(Saved data entries)
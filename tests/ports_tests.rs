use std::io::Write;

use tcp_reach_rs::ports::{
    load_ports_from_path, parse_port_spec, well_known_ports, PortSet, DEFAULT_PORT_RANGE,
};
use tcp_reach_rs::ScanError;

#[test]
fn parse_examples() {
    let parse = |s: &str| parse_port_spec(Some(s), DEFAULT_PORT_RANGE).map(|p| p.to_vec());
    assert_eq!(parse("22,80,443").unwrap(), vec![22, 80, 443]);
    assert_eq!(parse("8000-8002").unwrap(), vec![8000, 8001, 8002]);
    assert_eq!(parse("22,8000-8002").unwrap(), vec![22, 8000, 8001, 8002]);
    assert_eq!(parse("0"), Err(ScanError::PortOutOfRange(0)));
    assert_eq!(parse("65536"), Err(ScanError::PortOutOfRange(65536)));
    assert_eq!(parse("100-50"), Err(ScanError::InvalidRange(100, 50)));
}

#[test]
fn parsing_canonical_form_is_idempotent() {
    // Small xorshift so the generated specs are reproducible.
    let mut state: u32 = 0x9E37_79B9;
    let mut next = move || {
        state ^= state << 13;
        state ^= state >> 17;
        state ^= state << 5;
        state
    };

    for _ in 0..200 {
        let tokens: Vec<String> = (0..(next() % 6 + 1))
            .map(|_| {
                let low = (next() % 65535 + 1) as u16;
                if next() % 2 == 0 {
                    low.to_string()
                } else {
                    let span = (next() % 40) as u16;
                    format!("{}-{}", low, low.saturating_add(span))
                }
            })
            .collect();
        let spec = tokens.join(" , ");

        let first: PortSet = spec.parse().expect("generated spec is valid");
        let canonical = first.to_string();
        let second: PortSet = canonical.parse().expect("canonical form parses");
        assert_eq!(first, second, "spec {spec:?} -> {canonical:?}");
        assert_eq!(second.to_string(), canonical);
    }
}

#[test]
fn well_known_ignores_textual_spec() {
    let preset = well_known_ports();
    assert!(!preset.is_empty());
    assert!(preset.contains(22) && preset.contains(443) && preset.contains(3389));
    let ascending = preset.to_vec();
    let mut sorted = ascending.clone();
    sorted.sort_unstable();
    assert_eq!(ascending, sorted);
}

#[test]
fn load_ports_file_from_disk() {
    let mut file = tempfile::NamedTempFile::new().expect("tempfile");
    writeln!(file, "# web").unwrap();
    writeln!(file, "80").unwrap();
    writeln!(file, "443  # tls").unwrap();
    writeln!(file).unwrap();
    writeln!(file, "8000-8002,80").unwrap();

    let ports = load_ports_from_path(file.path()).expect("parse ok");
    assert_eq!(ports.to_vec(), vec![80, 443, 8000, 8001, 8002]);
}

#[test]
fn missing_or_empty_ports_file_errors() {
    let missing = load_ports_from_path("/definitely/not/here/ports.txt");
    assert!(matches!(missing, Err(ScanError::PortsFile { .. })));

    let mut file = tempfile::NamedTempFile::new().expect("tempfile");
    writeln!(file, "# nothing selected").unwrap();
    assert_eq!(load_ports_from_path(file.path()), Err(ScanError::EmptyPortSet));
}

__Action item__. Please transcribe the records in full, keeping every word as it is.

__Solution to the problem__.
filename tests/ports_tests.rs
use std::io::Write;

use tcp_reach_rs::ports::{
    load_ports_from_path, parse_port_spec, well_known_ports, PortSet, DEFAULT_PORT_RANGE,
};
use tcp_reach_rs::ScanError;

#[test]
fn parse_examples() {
    let parse = |s: &str| parse_port_spec(Some(s), DEFAULT_PORT_RANGE).map(|p| p.to_vec());
    assert_eq!(parse("22,80,443").unwrap(), vec![22, 80, 443]);
    assert_eq!(parse("8000-8002").unwrap(), vec![8000, 8001, 8002]);
    assert_eq!(parse("22,8000-8002").unwrap(), vec![22, 8000, 8001, 8002]);
    assert_eq!(parse("0"), Err(ScanError::PortOutOfRange(0)));
    assert_eq!(parse("65536"), Err(ScanError::PortOutOfRange(65536)));
    assert_eq!(parse("100-50"), Err(ScanError::InvalidRange(100, 50)));
}

#[test]
fn parsing_canonical_form_is_idempotent() {
    // Small xorshift so the generated specs are reproducible.
    let mut state: u32 = 0x9E37_79B9;
    let mut next = move || {
        state ^= state << 13;
        state ^= state >> 17;
        state ^= state << 5;
        state
    };

    for _ in 0..200 {
        let tokens: Vec<String> = (0..(next() % 6 + 1))
            .map(|_| {
                let low = (next() % 65535 + 1) as u16;
                if next() % 2 == 0 {
                    low.to_string()
                } else {
                    let span = (next() % 40) as u16;
                    format!("{}-{}", low, low.saturating_add(span))
                }
            })
            .collect();
        let spec = tokens.join(" , ");

        let first: PortSet = spec.parse().expect("generated spec is valid");
        let canonical = first.to_string();
        let second: PortSet = canonical.parse().expect("canonical form parses");
        assert_eq!(first, second, "spec {spec:?} -> {canonical:?}");
        assert_eq!(second.to_string(), canonical);
    }
}

#[test]
fn well_known_ignores_textual_spec() {
    let preset = well_known_ports();
    assert!(!preset.is_empty());
    assert!(preset.contains(22) && preset.contains(443) && preset.contains(3389));
    let ascending = preset.to_vec();
    let mut sorted = ascending.clone();
    sorted.sort_unstable();
    assert_eq!(ascending, sorted);
}

#[test]
fn load_ports_file_from_disk() {
    let mut file = tempfile::NamedTempFile::new().expect("tempfile");
    writeln!(file, "# web").unwrap();
    writeln!(file, "80").unwrap();
    writeln!(file, "443  # tls").unwrap();
    writeln!(file).unwrap();
    writeln!(file, "8000-8002,80").unwrap();

    let ports = load_ports_from_path(file.path()).expect("parse ok");
    assert_eq!(ports.to_vec(), vec![80, 443, 8000, 8001, 8002]);
}

#[test]
fn missing_or_empty_ports_file_errors() {
    let missing = load_ports_from_path("/definitely/not/here/ports.txt");
    assert!(matches!(missing, Err(ScanError::PortsFile { .. })));

    let mut file = tempfile::NamedTempFile::new().expect("tempfile");
    writeln!(file, "# nothing selected").unwrap();
    assert_eq!(load_ports_from_path(file.path()), Err(ScanError::EmptyPortSet));
}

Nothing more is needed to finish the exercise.